(Source records)
====================

//! Core data structures and traits for terralod
//!
//! This crate provides the fundamental types shared by the decimation engine
//! and its collaborators: mesh storage, point/vector aliases, the renderer
//! upload boundary, and the common error type.

pub mod point;
pub mod mesh;
pub mod traits;
pub mod error;

pub use point::*;
pub use mesh::*;
pub use traits::*;
pub use error::*;

/// Re-export commonly used types from nalgebra
pub use nalgebra::{Matrix4, Point3, Vector3, Vector4};

/// Common result type for terralod operations
pub type Result<T> = std::result::Result<T, Error>;
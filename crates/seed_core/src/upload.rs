//! Multipart upload of a file selection to the inference endpoint.

use crate::config::ClientConfig;
use crate::error::UploadError;
use crate::model::{AnalysisBatch, check_summary, parse_response};
use crate::selection::SelectedFile;
use anyhow::Result;
use reqwest::blocking::multipart::{Form, Part};
use std::time::Instant;

/// One file ready to be sent.
#[derive(Debug, Clone, PartialEq, Eq)]
pub struct FilePayload {
    pub file_name: String,
    pub content_type: &'static str,
    pub bytes: Vec<u8>,
}

/// Raw HTTP reply before any interpretation.
#[derive(Debug, Clone, PartialEq, Eq)]
pub struct HttpReply {
    pub status: u16,
    pub body: Vec<u8>,
}

/// Sends one multipart POST. Errors are connection-level failures only;
/// any HTTP status is returned as a reply.
pub trait Transport {
    fn post_multipart(
        &self,
        endpoint: &str,
        field_name: &str,
        files: Vec<FilePayload>,
    ) -> Result<HttpReply>;
}

/// Production transport on `reqwest::blocking`, with transport-default timeouts.
#[derive(Debug, Clone, Default)]
pub struct ReqwestTransport {
    client: reqwest::blocking::Client,
}

impl ReqwestTransport {
    pub fn new() -> Self {
        Self::default()
    }

    pub fn with_client(client: reqwest::blocking::Client) -> Self {
        Self { client }
    }
}

impl Transport for ReqwestTransport {
    fn post_multipart(
        &self,
        endpoint: &str,
        field_name: &str,
        files: Vec<FilePayload>,
    ) -> Result<HttpReply> {
        let mut form = Form::new();
        for file in files {
            let part = Part::bytes(file.bytes)
                .file_name(file.file_name)
                .mime_str(file.content_type)?;
            form = form.part(field_name.to_string(), part);
        }
        let response = self.client.post(endpoint).multipart(form).send()?;
        let status = response.status().as_u16();
        let body = response.bytes()?.to_vec();
        Ok(HttpReply { status, body })
    }
}

/// Packages a selection into one request and turns the reply into a validated batch.
#[derive(Debug, Clone)]
pub struct UploadClient<T: Transport> {
    transport: T,
    endpoint: String,
    field_name: String,
}

impl<T: Transport> UploadClient<T> {
    pub fn new(transport: T, config: &ClientConfig) -> Self {
        Self {
            transport,
            endpoint: config.endpoint.clone(),
            field_name: config.field_name.clone(),
        }
    }

    pub fn transport(&self) -> &T {
        &self.transport
    }

    /// Upload every file in one POST. No retry.
    pub fn upload(&self, files: &[SelectedFile]) -> Result<AnalysisBatch, UploadError> {
        if files.is_empty() {
            return Err(UploadError::EmptySelection);
        }

        let mut payloads = Vec::with_capacity(files.len());
        for file in files {
            let bytes = file
                .read_bytes()
                .map_err(|e| UploadError::UploadFailed(format!("{e:#}")))?;
            payloads.push(FilePayload {
                file_name: file.name().to_string(),
                content_type: file.content_type(),
                bytes,
            });
        }
        let total_bytes: usize = payloads.iter().map(|p| p.bytes.len()).sum();
        tracing::debug!(
            "posting {} files ({total_bytes} bytes) to {}",
            payloads.len(),
            self.endpoint
        );

        let start = Instant::now();
        let reply = self
            .transport
            .post_multipart(&self.endpoint, &self.field_name, payloads)
            .map_err(|e| {
                tracing::warn!("upload to {} failed: {e:#}", self.endpoint);
                UploadError::UploadFailed(format!("{e:#}"))
            })?;

        if !(200..300).contains(&reply.status) {
            tracing::warn!("upload rejected with status {}", reply.status);
            return Err(UploadError::UploadFailed(format!(
                "server responded with status {}",
                reply.status
            )));
        }

        let batch = parse_response(&reply.body).inspect_err(|e| {
            tracing::warn!("discarding response: {e}");
        })?;
        for drift in check_summary(&batch) {
            tracing::warn!("summary drift: {drift}");
        }
        tracing::info!(
            "analyzed {} seeds in {:.1?}",
            batch.results().len(),
            start.elapsed()
        );
        Ok(batch)
    }
}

====================

The line with "pub use mesh::*;" marks the end; reproduce exactly every line from the start of the entries up to it, that line included.

Written solution:
//! Core data structures and traits for terralod
//!
//! This crate provides the fundamental types shared by the decimation engine
//! and its collaborators: mesh storage, point/vector aliases, the renderer
//! upload boundary, and the common error type.

pub mod point;
pub mod mesh;
pub mod traits;
pub mod error;

pub use point::*;
pub use mesh::*;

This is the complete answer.